By 1890, the town was at its high point with over 2,000 inhabitants, a name change from Forest City to St. Elmo as there were far too many mining towns called Forest City. Most of the adult males in St. Elmo worked at the Molly Mines high above the town. But eventually, the mines ran out of gold and silver by 1922 when the town suffered a decline in population. Why St. Elmo? Griffith Evans, a founding father, had read the very popular novel St. Elmo by one Augusta Evans published in 1866. He enjoyed the novel so much he chose its title for the new name of the mining town. The novel had nothing to do with the 4thcentury-saint, although the town did suffer a significant fire in 2002 which burnt down the original town hall along with five other buildings.

My extended family and I drove in two cars from Buena Vista to St. Elmo past Mount Princeton Hot Springs and on to a gravel road the steadily gained altitude through a dense spruce-fir forest with Mount Antero rising high above. We spotted small mines up on hillsides with tell-tale heaps of brownish-gold slag trailing down-slope. Within a half hour’s drive from the hot springs, we finally pulled over to a parking area at 9,961 feet elevation just below the main street lined with abandoned gray, wooden homes with lace curtains hanging inside of the windows.

We all took a peek into this first home to be amazed by the nineteenth-century gaudy green-striped wallpaper. Coal-oil lamps stood atop tables in the living room along with Victorian-era chairs and a cushioned couch. It seemed as though there might be ghosts back in the kitchen preparing some sort of lunch.

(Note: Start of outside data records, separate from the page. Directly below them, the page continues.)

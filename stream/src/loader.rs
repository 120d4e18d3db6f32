//! Incremental frame loading from block storage into the [`FramePool`].
//!
//! Frame `k` lives at `base_offset + k * stride` on the device, where the
//! stride is the frame size rounded up to the configured alignment. Every
//! call to [`FrameLoader::process`] moves at most one chunk, so the caller's
//! loop keeps its cadence no matter how slow the card is.

use crate::ConfigError;
use crate::pool::{FrameGeometry, FramePool, SlotState};

/// Sequential block device access.
///
/// `read` fills as much of `dst` as it can and may only come up short at the
/// end of the device.
pub trait BlockStorage {
    type Error;

    fn seek(&mut self, offset: u64) -> Result<(), Self::Error>;
    /// Move `bytes` forward from the current position, as if they had been
    /// read.
    fn skip(&mut self, bytes: u64) -> Result<(), Self::Error>;
    fn read(&mut self, dst: &mut [u8]) -> Result<usize, Self::Error>;
}

impl<T: BlockStorage + ?Sized> BlockStorage for &mut T {
    type Error = T::Error;

    fn seek(&mut self, offset: u64) -> Result<(), Self::Error> {
        T::seek(self, offset)
    }

    fn skip(&mut self, bytes: u64) -> Result<(), Self::Error> {
        T::skip(self, bytes)
    }

    fn read(&mut self, dst: &mut [u8]) -> Result<usize, Self::Error> {
        T::read(self, dst)
    }
}

/// Monotonic microsecond clock used to time frame loads.
pub type Clock = fn() -> u64;

#[derive(Clone, Copy, Debug, PartialEq, Eq)]
#[cfg_attr(feature = "defmt", derive(defmt::Format))]
pub struct LoaderConfig {
    /// Device offset of frame 0.
    pub base_offset: u64,
    /// Frames start on multiples of this many bytes; 1 means packed.
    pub frame_alignment: u64,
    /// Upper bound on the bytes moved by one `process` call.
    pub chunk_size: usize,
}

impl LoaderConfig {
    pub const fn new(base_offset: u64, frame_alignment: u64, chunk_size: usize) -> Self {
        Self {
            base_offset,
            frame_alignment,
            chunk_size,
        }
    }

    /// Distance between the starts of consecutive frames on the device.
    pub const fn stride(&self, geometry: &FrameGeometry) -> u64 {
        let size = geometry.frame_size() as u64;
        if self.frame_alignment <= 1 {
            size
        } else {
            size.div_ceil(self.frame_alignment) * self.frame_alignment
        }
    }

    fn validate(&self, geometry: &FrameGeometry) -> Result<(), ConfigError> {
        if geometry.is_empty() {
            return Err(ConfigError::EmptyGeometry);
        }
        if self.chunk_size == 0 {
            return Err(ConfigError::ZeroChunk);
        }
        if self.frame_alignment == 0 {
            return Err(ConfigError::ZeroAlignment);
        }
        Ok(())
    }
}

impl Default for LoaderConfig {
    fn default() -> Self {
        Self::new(0, 1, 64 * 1024)
    }
}

/// Number of whole frames a device of `capacity` bytes holds.
pub fn frames_on_device(capacity: u64, config: &LoaderConfig, geometry: FrameGeometry) -> u32 {
    if config.validate(&geometry).is_err() {
        return 0;
    }
    let size = geometry.frame_size() as u64;
    let Some(available) = capacity.checked_sub(config.base_offset) else {
        return 0;
    };
    if available < size {
        return 0;
    }
    let count = 1 + (available - size) / config.stride(&geometry);
    u32::try_from(count).unwrap_or(u32::MAX)
}

#[derive(Clone, Copy, Debug, PartialEq, Eq)]
#[cfg_attr(feature = "defmt", derive(defmt::Format))]
pub enum LoadError<E> {
    Storage(E),
    /// The device returned fewer bytes than a chunk asked for.
    ShortRead { expected: usize, got: usize },
}

/// What one [`FrameLoader::process`] call did.
#[derive(Clone, Copy, Debug, PartialEq, Eq)]
#[cfg_attr(feature = "defmt", derive(defmt::Format))]
pub enum LoadEvent {
    /// No slot needs loading.
    Idle,
    /// A display transfer is in flight; nothing was read.
    Deferred,
    Progress {
        slot: usize,
        frame: u32,
        bytes_loaded: usize,
    },
    Ready {
        slot: usize,
        frame: u32,
    },
    /// The chunk read failed and the slot was invalidated.
    Failed {
        slot: usize,
        frame: u32,
    },
}

#[derive(Clone, Copy, Debug, Default, PartialEq, Eq)]
#[cfg_attr(feature = "defmt", derive(defmt::Format))]
pub struct LoadStats {
    pub frames_loaded: u32,
    pub chunks_read: u32,
    pub seeks: u32,
    pub failures: u32,
    pub recoveries: u32,
    pub last_load_us: u32,
    pub avg_load_us: u32,
    samples: u32,
}

impl LoadStats {
    /// Plain mean over the first ten loads, 9:1 moving average after that.
    pub fn record_load_time(&mut self, us: u32) {
        self.last_load_us = us;
        if self.samples < 10 {
            let total = self.avg_load_us as u64 * self.samples as u64 + us as u64;
            self.samples += 1;
            self.avg_load_us = (total / self.samples as u64) as u32;
        } else {
            self.avg_load_us = ((self.avg_load_us as u64 * 9 + us as u64) / 10) as u32;
        }
    }
}

pub struct FrameLoader<S: BlockStorage> {
    storage: S,
    config: LoaderConfig,
    geometry: FrameGeometry,
    stride: u64,
    /// Slot currently being filled. Only one load is in progress at a time.
    active: Option<usize>,
    /// Where the next slot search starts, so slots are served in turn.
    next_slot: usize,
    /// Device position after the last successful read, if known.
    cursor: Option<u64>,
    clock: Option<Clock>,
    load_started: u64,
    stats: LoadStats,
    last_error: Option<LoadError<S::Error>>,
}

impl<S: BlockStorage> FrameLoader<S> {
    pub fn new(
        storage: S,
        config: LoaderConfig,
        geometry: FrameGeometry,
    ) -> Result<Self, ConfigError> {
        config.validate(&geometry)?;
        Ok(Self {
            storage,
            config,
            geometry,
            stride: config.stride(&geometry),
            active: None,
            next_slot: 0,
            cursor: None,
            clock: None,
            load_started: 0,
            stats: LoadStats::default(),
            last_error: None,
        })
    }

    /// Time frame loads with `clock`.
    pub fn with_clock(mut self, clock: Clock) -> Self {
        self.clock = Some(clock);
        self
    }

    /// Size `pool` for this loader's frames and assign the initial targets.
    pub fn start<const BYTES: usize, const N: usize>(
        &mut self,
        pool: &mut FramePool<BYTES, N>,
        total_frames: u32,
    ) -> Result<(), ConfigError> {
        pool.configure(self.geometry)?;
        pool.start(total_frames);
        self.active = None;
        self.next_slot = 0;
        self.cursor = None;
        info!(
            "loader: {} frames of {} bytes, stride {}, first at {}",
            total_frames,
            self.geometry.frame_size(),
            self.stride,
            self.config.base_offset
        );
        Ok(())
    }

    /// Move at most one chunk into the slot being loaded.
    ///
    /// Nothing is read while `transfer_busy` is set: the display transfer and
    /// the storage read share the same bus fabric.
    pub fn process<const BYTES: usize, const N: usize>(
        &mut self,
        pool: &mut FramePool<BYTES, N>,
        transfer_busy: bool,
    ) -> LoadEvent {
        let active = self
            .active
            .filter(|&slot| pool.state_of(slot) == Some(SlotState::Loading))
            .or_else(|| pool.next_loading(self.next_slot));
        let Some(slot) = active else {
            self.active = None;
            return LoadEvent::Idle;
        };
        self.active = Some(slot);
        if transfer_busy {
            return LoadEvent::Deferred;
        }

        let Some((frame, offset, tail)) = pool.loading_window(slot) else {
            self.active = None;
            return LoadEvent::Idle;
        };
        let len = tail.len().min(self.config.chunk_size);
        let position = self.config.base_offset + frame as u64 * self.stride + offset as u64;

        if offset == 0 {
            trace!("loader: slot {} <- frame {} at {}", slot, frame, position);
            self.load_started = self.now();
        }

        let read = self.read_chunk(position, &mut tail[..len]);
        match read {
            Ok(()) => {
                self.cursor = Some(position + len as u64);
                self.stats.chunks_read += 1;
                match pool.commit(slot, len) {
                    SlotState::Ready => {
                        self.finish(slot, frame);
                        LoadEvent::Ready { slot, frame }
                    }
                    _ => LoadEvent::Progress {
                        slot,
                        frame,
                        bytes_loaded: offset + len,
                    },
                }
            }
            Err(e) => {
                warn!(
                    "loader: frame {} failed at byte {} (slot {})",
                    frame, offset, slot
                );
                self.cursor = None;
                self.active = None;
                self.next_slot = slot;
                self.stats.failures += 1;
                self.last_error = Some(e);
                pool.invalidate(slot);
                LoadEvent::Failed { slot, frame }
            }
        }
    }

    /// Give a failed slot its frame back so the load is retried.
    pub fn recover<const BYTES: usize, const N: usize>(
        &mut self,
        pool: &mut FramePool<BYTES, N>,
        slot: usize,
        frame: u32,
    ) {
        if pool.state_of(slot) != Some(SlotState::Invalid) {
            return;
        }
        pool.assign(slot, frame);
        self.stats.recoveries += 1;
        warn!("loader: retrying frame {} in slot {}", frame, slot);
    }

    fn read_chunk(&mut self, position: u64, dst: &mut [u8]) -> Result<(), LoadError<S::Error>> {
        match self.cursor {
            Some(cursor) if cursor == position => {}
            // Alignment padding after the previous frame.
            Some(cursor) if cursor < position && position - cursor < self.stride => {
                self.storage
                    .skip(position - cursor)
                    .map_err(LoadError::Storage)?;
            }
            _ => {
                self.storage.seek(position).map_err(LoadError::Storage)?;
                self.stats.seeks += 1;
            }
        }
        let got = self.storage.read(dst).map_err(LoadError::Storage)?;
        if got != dst.len() {
            return Err(LoadError::ShortRead {
                expected: dst.len(),
                got,
            });
        }
        Ok(())
    }

    fn finish(&mut self, slot: usize, frame: u32) {
        self.active = None;
        self.next_slot = slot + 1;
        self.stats.frames_loaded += 1;
        if self.clock.is_some() {
            let elapsed = self.now().saturating_sub(self.load_started);
            self.stats
                .record_load_time(u32::try_from(elapsed).unwrap_or(u32::MAX));
        }
        debug!(
            "loader: frame {} ready in slot {} ({} us)",
            frame, slot, self.stats.last_load_us
        );
    }

    fn now(&self) -> u64 {
        self.clock.map_or(0, |clock| clock())
    }

    pub fn stats(&self) -> &LoadStats {
        &self.stats
    }

    pub fn config(&self) -> &LoaderConfig {
        &self.config
    }

    pub fn geometry(&self) -> FrameGeometry {
        self.geometry
    }

    pub fn stride(&self) -> u64 {
        self.stride
    }

    /// Slot being filled, if any.
    pub fn active_slot(&self) -> Option<usize> {
        self.active
    }

    pub fn last_error(&self) -> Option<&LoadError<S::Error>> {
        self.last_error.as_ref()
    }

    pub fn take_error(&mut self) -> Option<LoadError<S::Error>> {
        self.last_error.take()
    }

    pub fn storage(&self) -> &S {
        &self.storage
    }

    pub fn storage_mut(&mut self) -> &mut S {
        &mut self.storage
    }

    pub fn into_storage(self) -> S {
        self.storage
    }
}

Meanwhile, our grandson came running down the street saying that we all had to stop at a chipmunk feeding area where children lay sprawled across wooden planks with chipmunks scurrying up and down their legs and chests looking for crumbs of food.

After watching the giggling kids (our grandchildren included) for a while, we proceeded across the way to a display of nineteenth-century tools such as wooden-handled scythes and pitchforks. My wife Maura and her twin sister, both born and raised in Ireland, told us that their father used very similar tools for cutting and tossing hay back on their farm in the 1950’s. “Oh, look,” said Maura pointing to an old milk can just like the ones they filled with fresh cow milk. We proceeded uphill toward more homes, a town hall being restored, and a saloon. We all began to sense the lingering presence of people who lived here over a hundred years ago.

We walked down a side road across Chalk Creek and sat down along its peaceful banks to have our packed lunches and to listen to white-crowned sparrows singing in the nearby spruce trees (“Ah-tee tee tee”). Soon we got up again to walk into another section of town with a schoolhouse and couldn’t resist ambling up to the windows for a peek inside. Both my wife and her sister exclaimed, “Look at those writing desks!! Just like the ones we sat at in Orem School back in Ireland!” We could readily imagine the miners’ children looking up at the teacher’s writing on the blackboard new and exciting information about train tracks being built to carry gold and silver ore back to Buena Vista from St. Elmo. It was amazing to think that this town of 2,000 people bustled with activity with grocery stores, a fire station, a church, a school, and constantly humming gold and silver mines above.

And yet, some descendants of these miners still live in a few of these homes and the old hotel remains open to this day for visitors to stay overnight and really get a sense of times gone by. We enjoyed the bracing, spruce-scented air of nearly two miles above sea level as we wandered around town to stop at the old Emporium to buy some refreshing drinks. Was that the sound of thunder? We went outside and looked up the street to the western horizon to see thunderheads building up. We felt a few sprinkles of rain. As we hopped back into our cars, streaks of lightning illuminated the skies over St. Elmo, saint or no saint.